E il punto non è la «posizione ufficiale» (altra espressione vagamente ridicola), ma il rapporto del museo con i visitatori. È una gigantesca questione di fiducia. Perché i visitatori di Brera hanno il diritto di sapere che il ‘loro’ museo li tutela: di pensare che tuteli la loro buona fede, la loro necessaria e sacrosanta incompetenza, la loro fiducia. E dunque si assuma la responsabilità di dare un giudizio, motivandolo. E se questo comporta l’impossibilità di ottenere un prestito: ebbene, si aspettano che rinunci a quel prestito. Perché l’idea di un museo ‘irresponsabile’ contraddice i fondamenti stessi dell’etica del museo.
Sorge poi il dubbio che la scelta pilatesca di Brera abbia dato a quel ‘Caravaggio’ un indebito vantaggio sul mercato. In effetti è un rischio che non si sarebbe dovuto correre. Ma francamente non credo che ciò sia avvenuto: e semmai solo per il brevissimo lasso di tempo dominato dall’eco della notizia. Il mercato ha infatti bisogno di ‘certezze assolute’, o almeno di forti assunzioni di responsabilità: e la qualifica di “Caravaggio con asterisco” non è esattamente la premessa ideale per una vendita milionaria. Viceversa, se nel 2011 la National Gallery non avesse giocato tutto il peso del proprio prestigio sul cartellino della mostra che esponeva il Salvator mundi come Leonardo senza se e senza ma, è altamente improbabile che qualche anno dopo un principe saudita avrebbe pagato quel quadro 450 milioni di euro.
Tuttavia, nel corridoio di specchi che collega il mercato dei quadri all’altalena delle attribuzioni, anche questa verità diventa meno nitida e sicura. Perché se l’attribuzione è, a suo modo, una scienza esatta, i tempi e i passaggi attraverso cui essa arriva al suo esatto risultato non sono prevedibili. Possono volerci giorni, anni, secoli: tempi, cioè, assai diversi da quelli del mercato. E fino a che la ‘verità’ non è stata scoperta, accertata e accettata da tutti grazie alla sua indiscutibile evidenza, le oscillazioni anche drammatiche sono la norma. Un Leonardo certificatissimo di venti anni fa può oggi non essere più Leonardo: lo scorrere del tempo può averlo trasformarlo in opera di atelier, replica, copia, falso, secondo un diagramma che spinge il valore venale dell’opera su montagne russe capaci di togliere il sonno a qualunque collezionista. Una constatazione che vale anche per il Leonardo di Abu Dhabi: la cui attribuzione non è certo improbabile, ma nemmeno del tutto passata in giudicato.

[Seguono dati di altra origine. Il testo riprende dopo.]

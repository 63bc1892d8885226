use axum::{
    Json,
    http::{StatusCode, Uri},
    response::{IntoResponse, Response},
};

use super::{ErrorCode, ErrorResponse};

/// Fallback handler for unmatched routes.
pub async fn not_found(uri: Uri) -> Response {
    tracing::debug!(path = %uri.path(), "No route matched");
    let body = ErrorResponse::new(
        ErrorCode::NotFound,
        format!("No route for {}", uri.path()),
    );

    (StatusCode::NOT_FOUND, Json(body)).into_response()
}
//! Application state management

use mongodb::{Client, Database};

/// Shared application state
#[derive(Clone)]
pub struct AppState {
    pub config: crate::config::Config,
    pub mongo_client: Client,
    pub db: Database,
}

Asterisco o no, l’acquisto di un’opera d’arte antica è sempre un atto di fede: che come tale non dovrebbe fondarsi sulla certezza della ricompensa finale (che nessuno può assicurare, perché nota solo al dio), ma invece sull’appagamento morale, intellettuale o emotivo che fa di quell’atto un premio a se stesso.
Per la fede, Pascal parlava di una scommessa: e in fondo anche investire in un’opera di un antico maestro è una autentica scommessa. Come tale, non conosce certezza: ma dovrebbe almeno essere divertente, elettrizzante, emozionante. Con o senza asterischi.

* Questa attribuzione è condizione del prestito e non riflette necessariamente la posizione ufficiale né della Pinacoteca di Brera né del suo consiglio d’amministrazione, del comitato consultivo, del direttore o del personale.